What is appropriate PPE? Lessons learned from healthcare worker COVID-19 infection in Hong Kong
The editorial on complete protection for healthcare workers (HCW) resonated with Liu and colleagues’ study and re-emphasized the effectiveness of appropriate personal protective equipment (PPE) on protecting frontline healthcare workers during the SARS-CoV-2 epidemic. We applaud the authors’ well-articulated arguments on defining the “appropriateness” of PPE based on evidence rather than irrational fears; yet, as we learned from the local experience in Hong Kong, especially those from the SARS-CoV-1 outbreak, appropriate PPE is only one of the few factors that could help protect HCWs.
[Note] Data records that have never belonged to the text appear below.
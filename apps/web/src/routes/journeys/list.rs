//! Journey template list with a journey-type filter and delete confirmation.

use crate::app_lib::theme::Theme;
use crate::components::{Alert, AlertKind, AppShell, ConfirmDialog, Spinner};
use crate::features::journeys::client;
use crate::routes::paths;
use journey_forms::{JourneyKind, JourneyTemplate};
use leptos::prelude::*;
use leptos_router::components::A;

#[component]
pub fn JourneyListPage() -> impl IntoView {
    let (kind_filter, set_kind_filter) = signal::<Option<JourneyKind>>(None);
    let (refresh, set_refresh) = signal(0u32);
    let (pending_delete, set_pending_delete) = signal::<Option<JourneyTemplate>>(None);
    let (error, set_error) = signal::<Option<String>>(None);

    let templates = LocalResource::new(move || {
        let kind = kind_filter.get();
        refresh.track();
        async move { client::list_templates(kind).await }
    });

    let delete_action = Action::new_local(move |id: &String| {
        let id = id.clone();
        async move { client::delete_template(&id).await }
    });

    Effect::new(move |_| {
        if let Some(result) = delete_action.value().get() {
            match result {
                Ok(()) => {
                    set_pending_delete.set(None);
                    set_refresh.update(|count| *count += 1);
                }
                Err(err) => {
                    set_pending_delete.set(None);
                    set_error.set(Some(err.to_string()));
                }
            }
        }
    });

    let filter_button = move |label: &'static str, kind: Option<JourneyKind>| {
        let is_active = move || kind_filter.get() == kind;
        view! {
            <button
                type="button"
                class="px-3 py-1.5 text-sm rounded-lg border transition-colors"
                class:bg-blue-700=is_active
                class:text-white=is_active
                class:border-blue-700=is_active
                class:bg-white=move || !is_active()
                class:text-gray-600=move || !is_active()
                class:border-gray-200=move || !is_active()
                on:click=move |_| set_kind_filter.set(kind)
            >
                {label}
            </button>
        }
    };

    view! {
        <AppShell>
            <div class="space-y-6">
                <div class="flex items-center justify-between">
                    <div class="space-y-1">
                        <h1 class="text-2xl font-semibold text-gray-900 dark:text-white">
                            "Journey templates"
                        </h1>
                        <p class="text-sm text-gray-500 dark:text-gray-400">
                            "Onboarding and offboarding workflows by department."
                        </p>
                    </div>
                    <A
                        href=paths::JOURNEY_NEW
                        {..}
                        class="inline-flex items-center px-4 py-2 text-sm font-medium text-white bg-blue-700 rounded-lg hover:bg-blue-800 transition-colors"
                    >
                        <span class="material-symbols-outlined mr-2 text-base">"add"</span>
                        "New template"
                    </A>
                </div>

                <div class="flex gap-2">
                    {filter_button("All", None)}
                    {filter_button("Onboarding", Some(JourneyKind::Onboarding))}
                    {filter_button("Offboarding", Some(JourneyKind::Offboarding))}
                </div>

                {move || {
                    error
                        .get()
                        .map(|message| view! { <Alert kind=AlertKind::Error message=message /> })
                }}

                <div class=format!("overflow-hidden {}", Theme::CARD)>
                    <table class="min-w-full divide-y divide-gray-200 dark:divide-gray-700">
                        <thead class="bg-gray-50 dark:bg-gray-900/50">
                            <tr>
                                <th scope="col" class=Theme::TH>"Title"</th>
                                <th scope="col" class=Theme::TH>"Type"</th>
                                <th scope="col" class=Theme::TH>"Department"</th>
                                <th scope="col" class=Theme::TH>"Duration"</th>
                                <th scope="col" class=Theme::TH>"Steps"</th>
                                <th
                                    scope="col"
                                    class="px-6 py-3 text-right text-xs font-medium text-gray-500 dark:text-gray-400 uppercase tracking-wider"
                                >
                                    "Actions"
                                </th>
                            </tr>
                        </thead>
                        <tbody class="divide-y divide-gray-200 dark:divide-gray-700">
                            <Suspense fallback=move || view! {
                                <tr>
                                    <td colspan="6" class="px-6 py-12 text-center">
                                        <Spinner />
                                    </td>
                                </tr>
                            }>
                                {move || match templates.get() {
                                    Some(Ok(list)) if list.is_empty() => view! {
                                        <tr>
                                            <td
                                                colspan="6"
                                                class="px-6 py-12 text-center text-sm text-gray-500 dark:text-gray-400"
                                            >
                                                "No journey templates yet."
                                            </td>
                                        </tr>
                                    }
                                    .into_any(),
                                    Some(Ok(list)) => list
                                        .into_iter()
                                        .map(|template| template_row(template, set_pending_delete))
                                        .collect_view()
                                        .into_any(),
                                    Some(Err(err)) => view! {
                                        <tr>
                                            <td colspan="6" class="px-6 py-6">
                                                <Alert
                                                    kind=AlertKind::Error
                                                    message=err.to_string()
                                                />
                                            </td>
                                        </tr>
                                    }
                                    .into_any(),
                                    None => view! {
                                        <tr>
                                            <td colspan="6" class="px-6 py-12 text-center">
                                                <Spinner />
                                            </td>
                                        </tr>
                                    }
                                    .into_any(),
                                }}
                            </Suspense>
                        </tbody>
                    </table>
                </div>
            </div>

            {move || {
                pending_delete
                    .get()
                    .map(|template| {
                        let id = template.id.clone();
                        view! {
                            <ConfirmDialog
                                title="Delete journey template".to_string()
                                message=format!(
                                    "\"{}\" and its steps will be removed. This cannot be undone.",
                                    template.title,
                                )
                                confirm_label="Delete"
                                busy=delete_action.pending()
                                on_confirm=Callback::new(move |()| {
                                    delete_action.dispatch(id.clone());
                                })
                                on_cancel=Callback::new(move |()| set_pending_delete.set(None))
                            />
                        }
                    })
            }}
        </AppShell>
    }
}

fn template_row(
    template: JourneyTemplate,
    set_pending_delete: WriteSignal<Option<JourneyTemplate>>,
) -> impl IntoView {
    let edit_href = paths::journey_edit(&template.id);
    let department = template.department.clone().unwrap_or_else(|| "-".to_string());
    let for_delete = template.clone();

    view! {
        <tr class="hover:bg-gray-50 dark:hover:bg-gray-700/50 transition-colors">
            <td class="px-6 py-4 whitespace-nowrap text-sm font-medium text-gray-900 dark:text-white">
                <A href=edit_href {..} class=Theme::LINK>
                    {template.title.clone()}
                </A>
            </td>
            <td class="px-6 py-4 whitespace-nowrap text-sm text-gray-500 dark:text-gray-400">
                {template.journey_type.label()}
            </td>
            <td class="px-6 py-4 whitespace-nowrap text-sm text-gray-500 dark:text-gray-400">
                {department}
            </td>
            <td class="px-6 py-4 whitespace-nowrap text-sm text-gray-500 dark:text-gray-400">
                {format!("{} days", template.estimated_duration_days)}
            </td>
            <td class="px-6 py-4 whitespace-nowrap text-sm text-gray-500 dark:text-gray-400">
                {template.steps.len().to_string()}
            </td>
            <td class="px-6 py-4 whitespace-nowrap text-right text-sm">
                <button
                    type="button"
                    class="text-red-600 hover:text-red-800 dark:text-red-400 dark:hover:text-red-300 font-medium"
                    on:click=move |_| set_pending_delete.set(Some(for_delete.clone()))
                >
                    "Delete"
                </button>
            </td>
        </tr>
    }
}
In the immediate aftermath of the SARS-CoV-1 epidemic, the Hong Kong government commissioned an independent, cross-disciplinary expert review of the epidemic response. [1,2] Five major risk factors for HCWs post SARS were identified: (i) lack of training in infection control; (ii) inadequate supply and use of personal protective equipment (PPE); (iii) lack of infection control facilities (e.g. Isolation ward with negative pressure); (iv) increased workload, stress, and strain on the healthcare staff and system; and (v) the use of nebulizers that produces virus-rich aerosols. This review led to system-wide changes and significant improvements in the infection control and outbreak preparedness in Hong Kong’s public healthcare system. [1-3]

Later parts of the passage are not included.